Cumpre ressaltar que, tal como ocorre com as empresas privadas e é igualmente previsto na Lei Europeia e nas leis latinas que tratam do tema, pessoas jurídicas que comprovem, por meio das pessoas físicas que as compõem, sua devida expertise e conhecimento múltiplo em temas correlacionados à proteção de dados dos titulares dos dados pessoais, também podem desempenhar as funções de DPO ou EPD. 

Atente-se que, em caso de o Encarregado ser um servidor público, a responsabilidade de tal agente é subjetiva e individual. Assim, o servidor público, perante a Administração Nacional, responderá de maneira subjetiva, dependendo da prova da existência do dano, do nexo de causalidade entre a ação e o dano e da culpa ou dolo da sua conduta. Assim, os servidores podem ser responsabilizados direta ou indiretamente na medida de seus atos omissivos ou comissivos. 

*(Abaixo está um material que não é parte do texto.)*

//! Per-element attribute layers and the copy services used when elements are
//! duplicated. Positions are not attributes, they live on the vertex itself.

use std::fmt::Debug;

use nalgebra::Vector2;

use crate::error::MeshError;
use crate::{Mesh, Vec3};

/// Trait to abstract over a column of attribute values, usually a `Vec<T>`.
#[allow(clippy::len_without_is_empty)]
pub trait PrimitiveContainer: Clone + Debug {
    /// Underlying datum of the container.
    type PrimitiveData: Clone + Debug + Default;

    /// Get datum.
    fn get(&self, index: usize) -> &Self::PrimitiveData;
    /// Set datum.
    fn set(&mut self, index: usize, data: Self::PrimitiveData);
    /// Add datum to container.
    fn push(&mut self, data: Self::PrimitiveData);
    /// Increment or reduce the size of the container.
    fn resize(&mut self, new_size: usize);
    /// Cardinality of the container.
    fn len(&self) -> usize;
    /// Keep the entries whose flag in `keep` is set, preserving order.
    fn compact(&mut self, keep: &[bool]);

    /// Overwrite the datum at `to` with the datum at `from`.
    fn copy_within(&mut self, from: usize, to: usize) {
        let data = self.get(from).clone();
        self.set(to, data);
    }
}

impl<T: Default + Clone + Debug> PrimitiveContainer for Vec<T> {
    type PrimitiveData = T;

    fn get(&self, index: usize) -> &Self::PrimitiveData {
        &self[index]
    }

    fn set(&mut self, index: usize, data: Self::PrimitiveData) {
        self[index] = data
    }

    fn push(&mut self, data: Self::PrimitiveData) {
        Vec::push(self, data)
    }

    fn resize(&mut self, new_size: usize) {
        Vec::resize(self, new_size, T::default());
    }

    fn len(&self) -> usize {
        Vec::len(self)
    }

    fn compact(&mut self, keep: &[bool]) {
        debug_assert!(keep.len() == Vec::len(self));
        let mut index = 0;
        self.retain(|_| {
            let kept = keep[index];
            index += 1;
            kept
        });
    }
}

/// Element kind an attribute layer is attached to.
#[derive(Debug, Clone, Copy, PartialEq, Eq)]
pub enum AttrDomain {
    Vert,
    Edge,
    Loop,
    Face,
}

#[derive(Debug, Clone, Copy, PartialEq, Eq)]
pub enum AttributeKind {
    Float,
    Int,
    Bool,
    Float2,
    Float3,
}

#[derive(Debug, Clone, PartialEq)]
pub enum AttributeValue {
    Float(f64),
    Int(i64),
    Bool(bool),
    Float2(Vector2<f64>),
    Float3(Vec3),
}

impl AttributeValue {
    pub fn kind(&self) -> AttributeKind {
        match self {
            AttributeValue::Float(_) => AttributeKind::Float,
            AttributeValue::Int(_) => AttributeKind::Int,
            AttributeValue::Bool(_) => AttributeKind::Bool,
            AttributeValue::Float2(_) => AttributeKind::Float2,
            AttributeValue::Float3(_) => AttributeKind::Float3,
        }
    }
}

#[derive(Debug, Clone, PartialEq)]
enum LayerData {
    Float(Vec<f64>),
    Int(Vec<i64>),
    Bool(Vec<bool>),
    Float2(Vec<Vector2<f64>>),
    Float3(Vec<Vec3>),
}

/// Run `$body` against the typed column behind a [`LayerData`].
macro_rules! with_column {
    ($data:expr, $column:ident => $body:expr) => {
        match $data {
            LayerData::Float($column) => $body,
            LayerData::Int($column) => $body,
            LayerData::Bool($column) => $body,
            LayerData::Float2($column) => $body,
            LayerData::Float3($column) => $body,
        }
    };
}

impl LayerData {
    fn new(kind: AttributeKind, len: usize) -> Self {
        let mut data = match kind {
            AttributeKind::Float => LayerData::Float(Vec::new()),
            AttributeKind::Int => LayerData::Int(Vec::new()),
            AttributeKind::Bool => LayerData::Bool(Vec::new()),
            AttributeKind::Float2 => LayerData::Float2(Vec::new()),
            AttributeKind::Float3 => LayerData::Float3(Vec::new()),
        };
        with_column!(&mut data, column => PrimitiveContainer::resize(column, len));
        data
    }

    fn kind(&self) -> AttributeKind {
        match self {
            LayerData::Float(_) => AttributeKind::Float,
            LayerData::Int(_) => AttributeKind::Int,
            LayerData::Bool(_) => AttributeKind::Bool,
            LayerData::Float2(_) => AttributeKind::Float2,
            LayerData::Float3(_) => AttributeKind::Float3,
        }
    }

    fn value(&self, index: usize) -> AttributeValue {
        match self {
            LayerData::Float(c) => AttributeValue::Float(c[index]),
            LayerData::Int(c) => AttributeValue::Int(c[index]),
            LayerData::Bool(c) => AttributeValue::Bool(c[index]),
            LayerData::Float2(c) => AttributeValue::Float2(c[index]),
            LayerData::Float3(c) => AttributeValue::Float3(c[index]),
        }
    }

    /// Store `value`, returns false if its kind does not match the layer.
    fn set_value(&mut self, index: usize, value: AttributeValue) -> bool {
        match (self, value) {
            (LayerData::Float(c), AttributeValue::Float(v)) => c[index] = v,
            (LayerData::Int(c), AttributeValue::Int(v)) => c[index] = v,
            (LayerData::Bool(c), AttributeValue::Bool(v)) => c[index] = v,
            (LayerData::Float2(c), AttributeValue::Float2(v)) => c[index] = v,
            (LayerData::Float3(c), AttributeValue::Float3(v)) => c[index] = v,
            _ => return false,
        }
        true
    }
}

#[derive(Debug, Clone, PartialEq)]
struct Layer {
    name: String,
    data: LayerData,
}

/// Attribute layers of one element domain. Every layer holds exactly one
/// value per element slot, including deactivated slots.
#[derive(Debug, Clone, Default, PartialEq)]
pub struct CustomData {
    layers: Vec<Layer>,
    len: usize,
}

impl CustomData {
    /// Number of element slots every layer holds.
    pub fn len(&self) -> usize {
        self.len
    }

    pub fn is_empty(&self) -> bool {
        self.len == 0
    }

    pub fn layer_count(&self) -> usize {
        self.layers.len()
    }

    pub fn layer_index(&self, name: &str) -> Option<usize> {
        self.layers.iter().position(|l| l.name == name)
    }

    /// Ordered `(name, kind)` description of the layers.
    pub fn layout(&self) -> Vec<(&str, AttributeKind)> {
        self.layers
            .iter()
            .map(|l| (l.name.as_str(), l.data.kind()))
            .collect()
    }

    pub fn same_layout(&self, other: &CustomData) -> bool {
        self.layout() == other.layout()
    }

    pub fn add_layer(&mut self, name: &str, kind: AttributeKind) -> Result<usize, MeshError> {
        if self.layer_index(name).is_some() {
            return Err(MeshError::DuplicateLayer(name.to_string()));
        }
        self.layers.push(Layer {
            name: name.to_string(),
            data: LayerData::new(kind, self.len),
        });
        Ok(self.layers.len() - 1)
    }

    pub fn get(&self, name: &str, index: usize) -> Result<AttributeValue, MeshError> {
        let layer = self
            .layer_index(name)
            .ok_or_else(|| MeshError::UnknownLayer(name.to_string()))?;
        Ok(self.layers[layer].data.value(index))
    }

    pub fn set(&mut self, name: &str, index: usize, value: AttributeValue) -> Result<(), MeshError> {
        let layer = self
            .layer_index(name)
            .ok_or_else(|| MeshError::UnknownLayer(name.to_string()))?;
        if !self.layers[layer].data.set_value(index, value) {
            return Err(MeshError::AttributeKindMismatch(name.to_string()));
        }
        Ok(())
    }

    /// Append a default value to every layer for a freshly created element.
    pub(crate) fn push_default(&mut self) {
        for layer in &mut self.layers {
            with_column!(&mut layer.data, column => column.push(Default::default()));
        }
        self.len += 1;
    }

    /// Copy every layer value of element `from` onto element `to`.
    pub(crate) fn copy_element(&mut self, from: usize, to: usize) {
        for layer in &mut self.layers {
            with_column!(&mut layer.data, column => column.copy_within(from, to));
        }
    }

    pub(crate) fn compact(&mut self, keep: &[bool]) {
        for layer in &mut self.layers {
            with_column!(&mut layer.data, column => column.compact(keep));
        }
        self.len = keep.iter().filter(|k| **k).count();
    }
}

/// Pairs of `(source layer, destination layer)` with equal name and kind.
#[derive(Debug, Clone, Default, PartialEq)]
pub struct LayerMap {
    pairs: Vec<(usize, usize)>,
}

impl LayerMap {
    pub fn new(src: &CustomData, dst: &CustomData) -> Self {
        let pairs = dst
            .layers
            .iter()
            .enumerate()
            .filter_map(|(dst_index, dst_layer)| {
                src.layers
                    .iter()
                    .position(|l| l.name == dst_layer.name && l.data.kind() == dst_layer.data.kind())
                    .map(|src_index| (src_index, dst_index))
            })
            .collect();
        Self { pairs }
    }

    pub fn len(&self) -> usize {
        self.pairs.len()
    }

    pub fn is_empty(&self) -> bool {
        self.pairs.is_empty()
    }

    fn copy(&self, src: &CustomData, from: usize, dst: &mut CustomData, to: usize) {
        for (src_layer, dst_layer) in &self.pairs {
            let value = src.layers[*src_layer].data.value(from);
            let stored = dst.layers[*dst_layer].data.set_value(to, value);
            debug_assert!(stored);
        }
    }
}

/// Attribute copy strategy chosen once per duplication pass.
#[derive(Debug, Clone, PartialEq)]
pub enum AttributeCopier {
    /// Source and destination share one layout, values are copied slot by slot.
    Identity,
    /// Layers are matched by name and kind, unmatched destination layers keep
    /// their defaults.
    Mapped {
        verts: LayerMap,
        edges: LayerMap,
        loops: LayerMap,
        faces: LayerMap,
    },
}

impl AttributeCopier {
    pub fn new(src: &Mesh, dst: &Mesh) -> Self {
        let same = [AttrDomain::Vert, AttrDomain::Edge, AttrDomain::Loop, AttrDomain::Face]
            .into_iter()
            .all(|d| src.custom_data(d).same_layout(dst.custom_data(d)));
        if same {
            return AttributeCopier::Identity;
        }

        AttributeCopier::Mapped {
            verts: LayerMap::new(&src.vert_data, &dst.vert_data),
            edges: LayerMap::new(&src.edge_data, &dst.edge_data),
            loops: LayerMap::new(&src.loop_data, &dst.loop_data),
            faces: LayerMap::new(&src.face_data, &dst.face_data),
        }
    }

    /// Copy attributes of element `from` in `src` onto element `to` in `dst`.
    pub fn copy(&self, domain: AttrDomain, src: &CustomData, from: usize, dst: &mut CustomData, to: usize) {
        match self {
            AttributeCopier::Identity => {
                for (src_layer, dst_layer) in src.layers.iter().zip(dst.layers.iter_mut()) {
                    let stored = dst_layer.data.set_value(to, src_layer.data.value(from));
                    debug_assert!(stored);
                }
            }
            AttributeCopier::Mapped {
                verts,
                edges,
                loops,
                faces,
            } => {
                let map = match domain {
                    AttrDomain::Vert => verts,
                    AttrDomain::Edge => edges,
                    AttrDomain::Loop => loops,
                    AttrDomain::Face => faces,
                };
                map.copy(src, from, dst, to);
            }
        }
    }
}

impl Mesh {
    /// Add an attribute layer to `domain`, initialised to defaults.
    pub fn add_layer(&mut self, domain: AttrDomain, name: &str, kind: AttributeKind) -> Result<usize, MeshError> {
        self.custom_data_mut(domain).add_layer(name, kind)
    }
}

Mas como assegurar ao EPD sua devida independência e acesso direto ao tone from the top (a Alta Administração: no caso da administração pública, os ministros de Estado, diretores de autarquias e fundações e ocupantes de cargo de nível 6 do DAS) e a ausência de conflito de interesses deste representante? E mais: como garantir e comprovar que cada ente contará com esta importante figura capaz de ser o ponto focal em órgãos com bilhões de tratamentos (relembre-se que, com um único dado, podem ser realizados diversos tipos de tratamento: coleta, produção, compartilhamento, eliminação, bloqueio, dentre outros)? Não há uma resposta certa e categórica a tais questionamentos: somente o dia a dia nos mostrará o melhor caminho para tal.